#ödüllü filmler #netflix filmleri

öne çıkanlar | diğer yorumlar

netflix'te bir belgesel. bildiğimiz belgesellerden çok farklı. bir ahtapotun doğal yaşamını anlatıyor. bir yandan da onu her gün ziyaret eden abimizin onunla kurduğu duygusal bağı yansıtıyor. su altı çekimleri muhteşem, müzikler harika. yediden yetmişe izleyin, izlettirin.

şimdi gelelim kişisel yorumuma. izledikten sonra şöyle ağladım böyle duygulandım demeyin. önceden başarıyla yazılmış , kurgulanmış bir hikaye o. başroldeki abi de normal değil.
devamını gör...
bir netflix belgeleseli.

--- alıntı ---

bir yönetmen, güney afrika'da yosun ormanında yaşayan bir ahtapot ile sıra dışı bir dostluk kurar ve kendi dünyasının gizemlerini paylaşan bu hayvandan çok şey öğrenir.

--- alıntı ---

çok güzel bir belgesel. bir insan ile bir ahtapotun dostluğunu konu alıyor. bir ahtapottan bu kadar çok şey öğreneceğim aklıma gelmezdi. aslında bildiğimiz şeyler hatta doğuştan bizde olan şeyler fakat çevre, toplum bunları görmemizi engelliyor. bana yeniden hatırlattığı birçok şey oldu bu güzel ahtapotun. ahtapotlara özel bir ilgim var. herkese tavsiye ederim.

edit : en iyi belgesel dalında oscar almış iki gözümün çiçeği.
devamını gör...
güney afrika'nın yosun ormanlarında geçen müthiş duygusal bir belgeseldir. izlerken heyecanlandım keşfetmenin ne kadar güzel olduğunu ve bir ahtapotun zekasına hayran kaldıgim herkesin izlemesi gereken bir belgeseldir.

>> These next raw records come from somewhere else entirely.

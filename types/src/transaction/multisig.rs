// Copyright © Aptos Foundation
// SPDX-License-Identifier: Apache-2.0

use crate::transaction::EntryFunction;
use aptos_bcs_utils::{BcsError, Deserializable, Deserializer, Serializable, Serializer};
use move_core_types::account_address::AccountAddress;

/// A multisig transaction that allows an owner of a multisig account to execute a pre-approved
/// transaction as the multisig account.
#[derive(Clone, Debug, Hash, Eq, PartialEq)]
pub struct Multisig {
    pub multisig_address: AccountAddress,

    /// Transaction payload is optional if already stored on chain.
    pub transaction_payload: Option<MultisigTransactionPayload>,
}

impl Multisig {
    pub fn new(
        multisig_address: AccountAddress,
        transaction_payload: Option<MultisigTransactionPayload>,
    ) -> Self {
        Self {
            multisig_address,
            transaction_payload,
        }
    }
}

impl Serializable for Multisig {
    fn serialize(&self, serializer: &mut Serializer) -> aptos_bcs_utils::Result<()> {
        self.multisig_address.serialize(serializer)?;
        serializer.serialize_option(self.transaction_payload.as_ref())
    }
}

impl Deserializable for Multisig {
    fn deserialize(deserializer: &mut Deserializer<'_>) -> aptos_bcs_utils::Result<Self> {
        Ok(Self {
            multisig_address: deserializer.deserialize()?,
            transaction_payload: deserializer.deserialize_option()?,
        })
    }
}

/// The payload a multisig account executes. Only entry functions can be executed this way; the
/// enum leaves room for more kinds later.
#[derive(Clone, Debug, Hash, Eq, PartialEq)]
pub enum MultisigTransactionPayload {
    EntryFunction(EntryFunction),
}

impl Serializable for MultisigTransactionPayload {
    fn serialize(&self, serializer: &mut Serializer) -> aptos_bcs_utils::Result<()> {
        match self {
            MultisigTransactionPayload::EntryFunction(entry_function) => {
                serializer.serialize_variant_index(0);
                entry_function.serialize(serializer)
            },
        }
    }
}

impl Deserializable for MultisigTransactionPayload {
    fn deserialize(deserializer: &mut Deserializer<'_>) -> aptos_bcs_utils::Result<Self> {
        match deserializer.deserialize_variant_index()? {
            0 => Ok(MultisigTransactionPayload::EntryFunction(
                deserializer.deserialize()?,
            )),
            index => Err(BcsError::unknown_variant(
                "MultisigTransactionPayload",
                index,
            )),
        }
    }
}
// Copyright (c) The Diem Core Contributors
// Copyright (c) The Move Contributors
// SPDX-License-Identifier: Apache-2.0

#![forbid(unsafe_code)]

//! Core types for Move.

pub mod account_address;
pub mod identifier;
pub mod language_storage;
pub mod parser;
pub mod transaction_argument;
pub mod value;

#[cfg(test)]
mod unit_tests;
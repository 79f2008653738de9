// Copyright © Aptos Foundation
// SPDX-License-Identifier: Apache-2.0

#![forbid(unsafe_code)]

//! Client-side helpers for building, encoding and signing Aptos transactions.
//!
//! Entry-function payloads can be assembled from loosely typed arguments once the function's ABI
//! is known, see [`remote_abi`]. ABIs are fetched through an injected [`abi_cache::ModuleAbiSource`]
//! and memoized by [`abi_cache::AbiCache`].

pub mod abi_cache;
pub mod remote_abi;
pub mod transaction_builder;
pub mod types;

pub use aptos_bcs_utils as bcs;
pub use move_core_types as move_types;

pub mod crypto {
    pub use aptos_crypto::*;
}
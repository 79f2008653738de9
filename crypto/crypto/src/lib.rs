// Copyright © Aptos Foundation
// Parts of the project are originally copyright © Meta Platforms, Inc.
// SPDX-License-Identifier: Apache-2.0

#![forbid(unsafe_code)]

//! Cryptographic primitives consumed by the transaction model.
//!
//! The curve arithmetic itself lives in `ed25519-dalek` and `libsecp256k1`; this crate wraps the
//! keys and signatures in types that carry their canonical BCS encodings, provides the domain
//! separated SHA3-256 hashing used for signing messages, and implements the K-of-N MultiEd25519
//! threshold scheme on top of Ed25519.

pub mod ed25519;
pub mod hash;
pub mod multi_ed25519;
pub mod secp256k1_ecdsa;
pub mod traits;

#[cfg(test)]
mod unit_tests;

pub use self::{
    hash::HashValue,
    traits::{CryptoMaterialError, *},
};
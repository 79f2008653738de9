// Copyright © Aptos Foundation
// SPDX-License-Identifier: Apache-2.0

mod multi_ed25519_test;
mod secp256k1_ecdsa_test;
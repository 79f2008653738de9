// Copyright © Aptos Foundation
// Parts of the project are originally copyright © Meta Platforms, Inc.
// SPDX-License-Identifier: Apache-2.0

use anyhow::{bail, format_err, Error, Result};
use aptos_bcs_utils::{BcsError, Deserializable, Deserializer, Serializable, Serializer};
use serde::{de::Error as DeError, Deserialize, Serialize};
use std::{fmt, str::FromStr};

/// A registry of named chain IDs.
/// Its main purpose is to improve human readability of reserved chain IDs in config files and CLI.
/// When signing transactions for such chains, the numerical chain ID should still be used
/// (e.g. MAINNET has numeric chain ID 1, TESTNET has chain ID 2, etc).
#[repr(u8)]
#[derive(Clone, Copy, Debug, Eq, Hash, PartialEq)]
pub enum NamedChain {
    /// Users might accidentally initialize the ChainId field to 0, hence reserving ChainId 0 for
    /// accidental initialization.
    /// MAINNET is the Aptos mainnet production chain and is reserved for 1
    MAINNET = 1,
    // Even though these CHAIN IDs do not correspond to MAINNET, changing them should be avoided
    // since they can break test environments for various organisations.
    TESTNET = 2,
    DEVNET = 3,
    TESTING = 4,
    PREMAINNET = 5,
}

const MAINNET: &str = "mainnet";
const TESTNET: &str = "testnet";
const DEVNET: &str = "devnet";
const TESTING: &str = "testing";
const PREMAINNET: &str = "premainnet";

impl NamedChain {
    fn str_to_chain_id(string: &str) -> Result<ChainId> {
        let named_chain = match string.to_lowercase().as_str() {
            MAINNET => NamedChain::MAINNET,
            TESTNET => NamedChain::TESTNET,
            DEVNET => NamedChain::DEVNET,
            TESTING => NamedChain::TESTING,
            PREMAINNET => NamedChain::PREMAINNET,
            _ => bail!("Not a reserved chain: {:?}", string),
        };
        Ok(ChainId::new(named_chain.id()))
    }

    pub fn id(&self) -> u8 {
        *self as u8
    }

    pub fn from_chain_id(chain_id: &ChainId) -> Result<NamedChain, String> {
        match chain_id.id() {
            1 => Ok(NamedChain::MAINNET),
            2 => Ok(NamedChain::TESTNET),
            3 => Ok(NamedChain::DEVNET),
            4 => Ok(NamedChain::TESTING),
            5 => Ok(NamedChain::PREMAINNET),
            _ => Err(String::from("Not a named chain!")),
        }
    }
}

impl FromStr for NamedChain {
    type Err = Error;

    fn from_str(s: &str) -> Result<Self> {
        let chain_id = NamedChain::str_to_chain_id(s)?;
        NamedChain::from_chain_id(&chain_id).map_err(|e| format_err!("{}", e))
    }
}

impl fmt::Display for NamedChain {
    fn fmt(&self, f: &mut fmt::Formatter) -> fmt::Result {
        let name = match self {
            NamedChain::MAINNET => MAINNET,
            NamedChain::TESTNET => TESTNET,
            NamedChain::DEVNET => DEVNET,
            NamedChain::TESTING => TESTING,
            NamedChain::PREMAINNET => PREMAINNET,
        };
        write!(f, "{}", name)
    }
}

/// Note: u7 in a u8 is uleb-compatible, and any usage of this should be aware
/// that this field maybe updated to be uleb64 in the future
#[derive(Clone, Copy, Eq, Hash, Ord, PartialEq, PartialOrd)]
pub struct ChainId(u8);

impl ChainId {
    pub fn new(id: u8) -> Self {
        assert!(id > 0, "cannot have chain ID of 0");
        Self(id)
    }

    pub fn id(&self) -> u8 {
        self.0
    }

    pub fn test() -> Self {
        ChainId::new(NamedChain::TESTING.id())
    }

    pub fn mainnet() -> Self {
        ChainId::new(NamedChain::MAINNET.id())
    }

    pub fn is_mainnet(&self) -> bool {
        self.0 == NamedChain::MAINNET.id()
    }

    pub fn is_testnet(&self) -> bool {
        self.0 == NamedChain::TESTNET.id()
    }
}

impl Default for ChainId {
    fn default() -> Self {
        Self::test()
    }
}

impl fmt::Debug for ChainId {
    fn fmt(&self, f: &mut fmt::Formatter) -> fmt::Result {
        write!(f, "{}", self)
    }
}

impl fmt::Display for ChainId {
    fn fmt(&self, f: &mut fmt::Formatter) -> fmt::Result {
        match NamedChain::from_chain_id(self) {
            Ok(chain) => write!(f, "{}", chain),
            Err(_) => write!(f, "{}", self.0),
        }
    }
}

impl FromStr for ChainId {
    type Err = Error;

    fn from_str(s: &str) -> Result<Self> {
        if s.is_empty() {
            bail!("Cannot create chain ID from empty string");
        }
        NamedChain::str_to_chain_id(s).or_else(|_err| {
            let value = s.parse::<u8>()?;
            if value == 0 {
                bail!("Chain ID cannot be 0");
            }
            Ok(ChainId::new(value))
        })
    }
}

impl Serializable for ChainId {
    fn serialize(&self, serializer: &mut Serializer) -> aptos_bcs_utils::Result<()> {
        serializer.serialize_u8(self.0);
        Ok(())
    }
}

impl Deserializable for ChainId {
    fn deserialize(deserializer: &mut Deserializer<'_>) -> aptos_bcs_utils::Result<Self> {
        match deserializer.deserialize_u8()? {
            0 => Err(BcsError::invalid_value("ChainId", "chain ID cannot be 0")),
            id => Ok(ChainId(id)),
        }
    }
}

impl Serialize for ChainId {
    fn serialize<S: serde::Serializer>(&self, serializer: S) -> Result<S::Ok, S::Error> {
        if serializer.is_human_readable() {
            serializer.serialize_str(&self.to_string())
        } else {
            serializer.serialize_u8(self.0)
        }
    }
}

impl<'de> Deserialize<'de> for ChainId {
    fn deserialize<D: serde::Deserializer<'de>>(deserializer: D) -> Result<Self, D::Error> {
        if deserializer.is_human_readable() {
            let s = <String as Deserialize>::deserialize(deserializer)?;
            ChainId::from_str(&s).map_err(DeError::custom)
        } else {
            match <u8 as Deserialize>::deserialize(deserializer)? {
                0 => Err(DeError::custom("chain ID cannot be 0")),
                id => Ok(ChainId(id)),
            }
        }
    }
}
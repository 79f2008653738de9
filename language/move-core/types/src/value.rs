// Copyright (c) The Diem Core Contributors
// Copyright (c) The Move Contributors
// SPDX-License-Identifier: Apache-2.0

//! Typed Move values as they appear in transaction arguments.
//!
//! A `MoveValue` knows its own shape, so it can be checked against a parameter's [`TypeTag`]
//! before it is encoded. Decoding needs the type from outside, see
//! [`MoveValue::simple_deserialize`].

use crate::{account_address::AccountAddress, language_storage::TypeTag};
use aptos_bcs_utils::{BcsError, Deserializer, Serializable, Serializer, U256};
use std::fmt;

#[derive(Clone, Debug, Eq, PartialEq)]
pub enum MoveValue {
    Bool(bool),
    U8(u8),
    U16(u16),
    U32(u32),
    U64(u64),
    U128(u128),
    U256(U256),
    Address(AccountAddress),
    Vector(Vec<MoveValue>),
    /// A `0x1::string::String`.
    String(String),
    /// A `0x1::option::Option<T>`.
    Option(Option<Box<MoveValue>>),
}

impl MoveValue {
    pub fn vector_u8(v: Vec<u8>) -> Self {
        MoveValue::Vector(v.into_iter().map(MoveValue::U8).collect())
    }

    pub fn vector_address(v: Vec<AccountAddress>) -> Self {
        MoveValue::Vector(v.into_iter().map(MoveValue::Address).collect())
    }

    pub fn some(inner: MoveValue) -> Self {
        MoveValue::Option(Some(Box::new(inner)))
    }

    pub fn none() -> Self {
        MoveValue::Option(None)
    }

    pub fn simple_serialize(&self) -> aptos_bcs_utils::Result<Vec<u8>> {
        self.bcs_to_bytes()
    }

    /// Decodes a complete value of type `ty` from `blob`.
    pub fn simple_deserialize(blob: &[u8], ty: &TypeTag) -> aptos_bcs_utils::Result<Self> {
        let mut deserializer = Deserializer::new(blob);
        let value = Self::deserialize_as(&mut deserializer, ty)?;
        deserializer.end()?;
        Ok(value)
    }

    fn deserialize_as(
        deserializer: &mut Deserializer<'_>,
        ty: &TypeTag,
    ) -> aptos_bcs_utils::Result<Self> {
        Ok(match ty {
            TypeTag::Bool => MoveValue::Bool(deserializer.deserialize_bool()?),
            TypeTag::U8 => MoveValue::U8(deserializer.deserialize_u8()?),
            TypeTag::U16 => MoveValue::U16(deserializer.deserialize_u16()?),
            TypeTag::U32 => MoveValue::U32(deserializer.deserialize_u32()?),
            TypeTag::U64 => MoveValue::U64(deserializer.deserialize_u64()?),
            TypeTag::U128 => MoveValue::U128(deserializer.deserialize_u128()?),
            TypeTag::U256 => MoveValue::U256(deserializer.deserialize_u256()?),
            TypeTag::Address => MoveValue::Address(deserializer.deserialize()?),
            TypeTag::Vector(inner) => {
                let len = deserializer.deserialize_len()?;
                let mut values = Vec::with_capacity(len.min(deserializer.remaining()));
                for _ in 0..len {
                    values.push(Self::deserialize_as(deserializer, inner)?);
                }
                MoveValue::Vector(values)
            },
            TypeTag::Struct(tag) if tag.is_string() => {
                MoveValue::String(deserializer.deserialize_str()?)
            },
            TypeTag::Struct(tag) if tag.is_object() => {
                MoveValue::Address(deserializer.deserialize()?)
            },
            TypeTag::Struct(tag) if tag.is_option() => {
                let inner = tag.type_args.first().ok_or_else(|| {
                    BcsError::invalid_value("MoveValue", "option without a type argument")
                })?;
                // Options are vectors of length zero or one on the wire.
                match deserializer.deserialize_len()? {
                    0 => MoveValue::Option(None),
                    1 => MoveValue::some(Self::deserialize_as(deserializer, inner)?),
                    n => {
                        return Err(BcsError::invalid_value(
                            "MoveValue",
                            format!("option with {} elements", n),
                        ))
                    },
                }
            },
            other => {
                return Err(BcsError::invalid_value(
                    "MoveValue",
                    format!("cannot decode a value of type {}", other),
                ))
            },
        })
    }

    /// Whether this value has the shape `ty` describes. `Object<T>` accepts any address and the
    /// empty option accepts any inner type.
    pub fn matches_type(&self, ty: &TypeTag) -> bool {
        match (self, ty) {
            (MoveValue::Bool(_), TypeTag::Bool)
            | (MoveValue::U8(_), TypeTag::U8)
            | (MoveValue::U16(_), TypeTag::U16)
            | (MoveValue::U32(_), TypeTag::U32)
            | (MoveValue::U64(_), TypeTag::U64)
            | (MoveValue::U128(_), TypeTag::U128)
            | (MoveValue::U256(_), TypeTag::U256)
            | (MoveValue::Address(_), TypeTag::Address) => true,
            (MoveValue::Address(_), TypeTag::Struct(tag)) => tag.is_object(),
            (MoveValue::Vector(values), TypeTag::Vector(inner)) => {
                values.iter().all(|value| value.matches_type(inner))
            },
            (MoveValue::String(_), TypeTag::Struct(tag)) => tag.is_string(),
            (MoveValue::Option(value), TypeTag::Struct(tag)) if tag.is_option() => {
                match (value, tag.type_args.first()) {
                    (None, _) => true,
                    (Some(value), Some(inner)) => value.matches_type(inner),
                    (Some(_), None) => false,
                }
            },
            _ => false,
        }
    }
}

impl Serializable for MoveValue {
    fn serialize(&self, serializer: &mut Serializer) -> aptos_bcs_utils::Result<()> {
        match self {
            MoveValue::Bool(b) => serializer.serialize_bool(*b),
            MoveValue::U8(i) => serializer.serialize_u8(*i),
            MoveValue::U16(i) => serializer.serialize_u16(*i),
            MoveValue::U32(i) => serializer.serialize_u32(*i),
            MoveValue::U64(i) => serializer.serialize_u64(*i),
            MoveValue::U128(i) => serializer.serialize_u128(*i),
            MoveValue::U256(i) => serializer.serialize_u256(i),
            MoveValue::Address(a) => a.serialize(serializer)?,
            MoveValue::Vector(values) => serializer.serialize_vector(values)?,
            MoveValue::String(s) => serializer.serialize_str(s)?,
            MoveValue::Option(None) => serializer.serialize_len(0)?,
            MoveValue::Option(Some(value)) => {
                serializer.serialize_len(1)?;
                value.serialize(serializer)?;
            },
        }
        Ok(())
    }
}

impl fmt::Display for MoveValue {
    fn fmt(&self, f: &mut fmt::Formatter<'_>) -> fmt::Result {
        match self {
            MoveValue::Bool(b) => write!(f, "{}", b),
            MoveValue::U8(i) => write!(f, "{}u8", i),
            MoveValue::U16(i) => write!(f, "{}u16", i),
            MoveValue::U32(i) => write!(f, "{}u32", i),
            MoveValue::U64(i) => write!(f, "{}u64", i),
            MoveValue::U128(i) => write!(f, "{}u128", i),
            MoveValue::U256(i) => write!(f, "{}u256", i),
            MoveValue::Address(a) => write!(f, "@{}", a),
            MoveValue::Vector(values) => {
                write!(f, "vector[")?;
                for (i, value) in values.iter().enumerate() {
                    if i > 0 {
                        write!(f, ", ")?;
                    }
                    write!(f, "{}", value)?;
                }
                write!(f, "]")
            },
            MoveValue::String(s) => write!(f, "{:?}", s),
            MoveValue::Option(None) => write!(f, "none"),
            MoveValue::Option(Some(value)) => write!(f, "some({})", value),
        }
    }
}

/// Encodes each value into the blob an entry function argument carries.
pub fn serialize_values<'a, I>(vals: I) -> aptos_bcs_utils::Result<Vec<Vec<u8>>>
where
    I: IntoIterator<Item = &'a MoveValue>,
{
    vals.into_iter().map(MoveValue::simple_serialize).collect()
}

pijamali köpekbalığı saldırısında kendini korumak için deniz kabukların etrafına sarması ve köpekbalığınin üzerine çıkması tam dahiyanedir. en son yavrulamasi yavaş yavaş ölmesi derinden üzmüştür.
devamını gör...
beğenerek izlediğim belgesel. hayvan deyip geçmemek gerekiyor, onlar da güven ve sevgi bağı kuruyorlar*. bu belgeselden esinlenerek ben de benzer bir ilişkiyi beslediğim kumrularla kurdum, artık yakın mesafede dahi kaçmıyorlar.
devamını gör...
gerçekten herkes mi beğendi? gerçekten çok mu duygusal ya? izlerken hissettiğim en baskın duygu öfke oldu.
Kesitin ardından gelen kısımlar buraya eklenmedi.